_YOUR OBJECTIVE_. Tally the lines below that contain "true". The number is the whole answer.

----- INFORMATION GIVEN -----

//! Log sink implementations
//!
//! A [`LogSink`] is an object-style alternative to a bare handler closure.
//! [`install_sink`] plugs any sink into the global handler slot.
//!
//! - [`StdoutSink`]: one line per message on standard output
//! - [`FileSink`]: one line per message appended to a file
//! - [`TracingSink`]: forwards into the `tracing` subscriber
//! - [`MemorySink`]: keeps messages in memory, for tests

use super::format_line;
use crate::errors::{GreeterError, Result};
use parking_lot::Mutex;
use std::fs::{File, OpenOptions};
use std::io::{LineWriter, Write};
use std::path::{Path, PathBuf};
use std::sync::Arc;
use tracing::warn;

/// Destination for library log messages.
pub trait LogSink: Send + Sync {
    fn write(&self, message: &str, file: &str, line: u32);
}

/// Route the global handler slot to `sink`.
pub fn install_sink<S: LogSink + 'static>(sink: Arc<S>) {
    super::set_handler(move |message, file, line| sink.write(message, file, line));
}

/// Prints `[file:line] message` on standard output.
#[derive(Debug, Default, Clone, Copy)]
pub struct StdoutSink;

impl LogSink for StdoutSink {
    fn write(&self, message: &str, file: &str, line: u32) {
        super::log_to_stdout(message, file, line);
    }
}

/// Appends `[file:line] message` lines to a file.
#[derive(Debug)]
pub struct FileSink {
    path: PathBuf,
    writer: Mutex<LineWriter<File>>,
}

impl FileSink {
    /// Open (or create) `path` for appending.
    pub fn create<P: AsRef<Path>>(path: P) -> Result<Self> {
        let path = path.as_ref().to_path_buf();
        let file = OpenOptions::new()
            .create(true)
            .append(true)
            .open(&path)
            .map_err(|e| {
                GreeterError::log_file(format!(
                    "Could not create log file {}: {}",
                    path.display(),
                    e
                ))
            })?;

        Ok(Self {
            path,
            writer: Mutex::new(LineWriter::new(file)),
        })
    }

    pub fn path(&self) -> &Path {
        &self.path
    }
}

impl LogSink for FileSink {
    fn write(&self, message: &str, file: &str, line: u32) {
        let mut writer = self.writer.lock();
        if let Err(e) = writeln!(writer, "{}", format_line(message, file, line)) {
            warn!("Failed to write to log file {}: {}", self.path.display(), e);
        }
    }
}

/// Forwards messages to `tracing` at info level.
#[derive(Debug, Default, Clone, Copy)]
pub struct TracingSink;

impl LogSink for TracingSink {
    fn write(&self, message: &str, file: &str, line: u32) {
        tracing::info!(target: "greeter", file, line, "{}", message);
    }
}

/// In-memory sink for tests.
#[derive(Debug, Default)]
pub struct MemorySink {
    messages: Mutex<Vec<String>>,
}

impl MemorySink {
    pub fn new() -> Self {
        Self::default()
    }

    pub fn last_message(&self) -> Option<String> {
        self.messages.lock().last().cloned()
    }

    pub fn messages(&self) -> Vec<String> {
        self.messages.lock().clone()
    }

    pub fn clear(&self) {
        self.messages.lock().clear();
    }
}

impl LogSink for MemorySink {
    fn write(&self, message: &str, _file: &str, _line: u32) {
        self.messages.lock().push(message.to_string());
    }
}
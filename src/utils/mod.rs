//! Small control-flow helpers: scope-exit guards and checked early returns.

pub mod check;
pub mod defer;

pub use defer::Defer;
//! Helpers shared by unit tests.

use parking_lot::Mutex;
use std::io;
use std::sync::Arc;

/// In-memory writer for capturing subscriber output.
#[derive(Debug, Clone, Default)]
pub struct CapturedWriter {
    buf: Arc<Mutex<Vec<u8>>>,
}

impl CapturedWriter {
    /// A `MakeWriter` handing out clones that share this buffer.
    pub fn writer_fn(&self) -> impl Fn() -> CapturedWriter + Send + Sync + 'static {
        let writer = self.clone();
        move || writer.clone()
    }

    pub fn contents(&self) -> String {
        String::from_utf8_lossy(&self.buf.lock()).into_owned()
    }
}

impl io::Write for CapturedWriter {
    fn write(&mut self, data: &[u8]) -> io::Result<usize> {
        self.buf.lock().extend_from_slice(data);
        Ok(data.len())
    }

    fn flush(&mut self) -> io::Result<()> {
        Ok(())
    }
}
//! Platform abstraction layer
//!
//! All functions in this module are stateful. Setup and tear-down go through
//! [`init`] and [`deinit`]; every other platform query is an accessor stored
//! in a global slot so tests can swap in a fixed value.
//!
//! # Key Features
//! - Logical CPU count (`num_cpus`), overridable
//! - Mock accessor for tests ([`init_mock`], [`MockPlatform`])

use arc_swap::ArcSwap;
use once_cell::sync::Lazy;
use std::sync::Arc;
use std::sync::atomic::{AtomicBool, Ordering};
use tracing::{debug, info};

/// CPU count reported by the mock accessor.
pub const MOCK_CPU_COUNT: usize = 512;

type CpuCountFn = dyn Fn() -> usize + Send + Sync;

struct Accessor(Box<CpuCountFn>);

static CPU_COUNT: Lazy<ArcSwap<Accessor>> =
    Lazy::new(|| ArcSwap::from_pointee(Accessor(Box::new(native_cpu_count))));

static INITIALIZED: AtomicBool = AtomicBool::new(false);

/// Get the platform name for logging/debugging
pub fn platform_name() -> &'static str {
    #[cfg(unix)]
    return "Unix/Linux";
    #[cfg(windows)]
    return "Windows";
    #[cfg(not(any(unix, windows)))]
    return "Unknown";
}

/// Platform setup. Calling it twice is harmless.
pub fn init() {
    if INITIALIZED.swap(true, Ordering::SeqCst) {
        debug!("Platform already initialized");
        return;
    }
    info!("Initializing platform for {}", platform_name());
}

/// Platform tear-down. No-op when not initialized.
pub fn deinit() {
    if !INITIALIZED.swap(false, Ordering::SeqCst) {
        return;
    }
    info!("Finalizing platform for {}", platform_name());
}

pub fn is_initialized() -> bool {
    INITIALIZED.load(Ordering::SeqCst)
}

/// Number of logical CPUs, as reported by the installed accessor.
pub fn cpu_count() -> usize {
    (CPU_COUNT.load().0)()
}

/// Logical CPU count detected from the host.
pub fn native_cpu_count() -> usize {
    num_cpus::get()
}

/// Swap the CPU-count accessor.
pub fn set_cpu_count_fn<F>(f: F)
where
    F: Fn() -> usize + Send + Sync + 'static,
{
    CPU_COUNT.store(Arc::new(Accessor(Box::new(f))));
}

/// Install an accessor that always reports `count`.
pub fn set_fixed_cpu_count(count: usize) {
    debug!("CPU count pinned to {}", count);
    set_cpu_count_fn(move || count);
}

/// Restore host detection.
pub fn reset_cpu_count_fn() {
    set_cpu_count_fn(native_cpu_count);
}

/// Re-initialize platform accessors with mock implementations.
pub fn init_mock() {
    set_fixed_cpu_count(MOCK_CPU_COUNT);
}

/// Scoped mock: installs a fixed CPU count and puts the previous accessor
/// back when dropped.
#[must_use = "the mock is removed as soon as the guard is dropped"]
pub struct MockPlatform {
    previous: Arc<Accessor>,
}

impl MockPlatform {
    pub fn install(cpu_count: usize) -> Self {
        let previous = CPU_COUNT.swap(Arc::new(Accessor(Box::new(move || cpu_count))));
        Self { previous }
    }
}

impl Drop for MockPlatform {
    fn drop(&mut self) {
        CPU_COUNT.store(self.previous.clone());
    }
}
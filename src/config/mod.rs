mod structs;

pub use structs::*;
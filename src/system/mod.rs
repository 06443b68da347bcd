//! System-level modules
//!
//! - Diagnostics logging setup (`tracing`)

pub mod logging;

-----
----- INFORMATION GIVEN -----

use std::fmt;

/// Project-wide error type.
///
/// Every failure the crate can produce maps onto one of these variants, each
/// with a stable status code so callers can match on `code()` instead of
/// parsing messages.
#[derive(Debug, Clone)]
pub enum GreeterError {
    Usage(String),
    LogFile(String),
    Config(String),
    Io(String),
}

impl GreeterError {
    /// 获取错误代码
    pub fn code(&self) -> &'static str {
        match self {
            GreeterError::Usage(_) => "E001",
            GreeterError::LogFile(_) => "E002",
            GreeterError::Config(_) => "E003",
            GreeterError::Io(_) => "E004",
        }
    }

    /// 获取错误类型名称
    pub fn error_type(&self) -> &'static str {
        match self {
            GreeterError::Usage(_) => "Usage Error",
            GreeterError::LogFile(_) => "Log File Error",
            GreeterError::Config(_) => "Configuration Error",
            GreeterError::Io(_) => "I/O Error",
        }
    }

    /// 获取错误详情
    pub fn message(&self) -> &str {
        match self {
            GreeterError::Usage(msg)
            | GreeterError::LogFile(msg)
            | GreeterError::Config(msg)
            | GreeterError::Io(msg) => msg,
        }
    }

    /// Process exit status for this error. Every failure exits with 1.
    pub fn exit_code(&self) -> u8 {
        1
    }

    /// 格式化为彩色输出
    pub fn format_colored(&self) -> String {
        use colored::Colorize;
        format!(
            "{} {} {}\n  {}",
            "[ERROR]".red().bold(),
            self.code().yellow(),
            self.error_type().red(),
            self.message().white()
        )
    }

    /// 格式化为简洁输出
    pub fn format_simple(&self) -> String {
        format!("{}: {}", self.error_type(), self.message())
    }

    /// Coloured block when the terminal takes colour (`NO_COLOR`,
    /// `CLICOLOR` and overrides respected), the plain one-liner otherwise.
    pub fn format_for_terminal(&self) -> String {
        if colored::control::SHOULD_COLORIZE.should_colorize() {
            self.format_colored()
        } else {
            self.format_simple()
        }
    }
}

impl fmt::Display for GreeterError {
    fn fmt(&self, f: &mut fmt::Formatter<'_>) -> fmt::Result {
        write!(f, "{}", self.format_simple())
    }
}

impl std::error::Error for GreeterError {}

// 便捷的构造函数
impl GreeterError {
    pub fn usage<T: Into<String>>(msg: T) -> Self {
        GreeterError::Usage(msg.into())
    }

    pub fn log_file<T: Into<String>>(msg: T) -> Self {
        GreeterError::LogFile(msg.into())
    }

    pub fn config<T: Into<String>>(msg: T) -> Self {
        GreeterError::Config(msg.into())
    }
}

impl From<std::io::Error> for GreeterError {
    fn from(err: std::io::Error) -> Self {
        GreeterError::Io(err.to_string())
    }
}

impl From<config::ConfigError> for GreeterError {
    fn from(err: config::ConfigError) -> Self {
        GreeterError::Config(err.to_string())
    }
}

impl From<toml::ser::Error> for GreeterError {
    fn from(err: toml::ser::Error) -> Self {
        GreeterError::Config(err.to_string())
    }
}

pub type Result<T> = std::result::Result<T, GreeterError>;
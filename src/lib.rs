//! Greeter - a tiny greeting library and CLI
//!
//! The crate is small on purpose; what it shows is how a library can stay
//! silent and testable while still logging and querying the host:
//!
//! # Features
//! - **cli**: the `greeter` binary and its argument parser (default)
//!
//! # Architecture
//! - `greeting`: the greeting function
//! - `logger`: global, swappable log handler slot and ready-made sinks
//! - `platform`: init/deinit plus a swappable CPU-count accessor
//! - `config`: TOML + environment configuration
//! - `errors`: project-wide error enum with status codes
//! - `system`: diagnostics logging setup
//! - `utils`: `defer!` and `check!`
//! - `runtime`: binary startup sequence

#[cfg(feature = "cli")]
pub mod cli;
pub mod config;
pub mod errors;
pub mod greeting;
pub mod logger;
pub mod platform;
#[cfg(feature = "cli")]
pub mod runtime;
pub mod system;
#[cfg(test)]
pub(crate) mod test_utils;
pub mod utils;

-----

_ANSWER BOX_. 3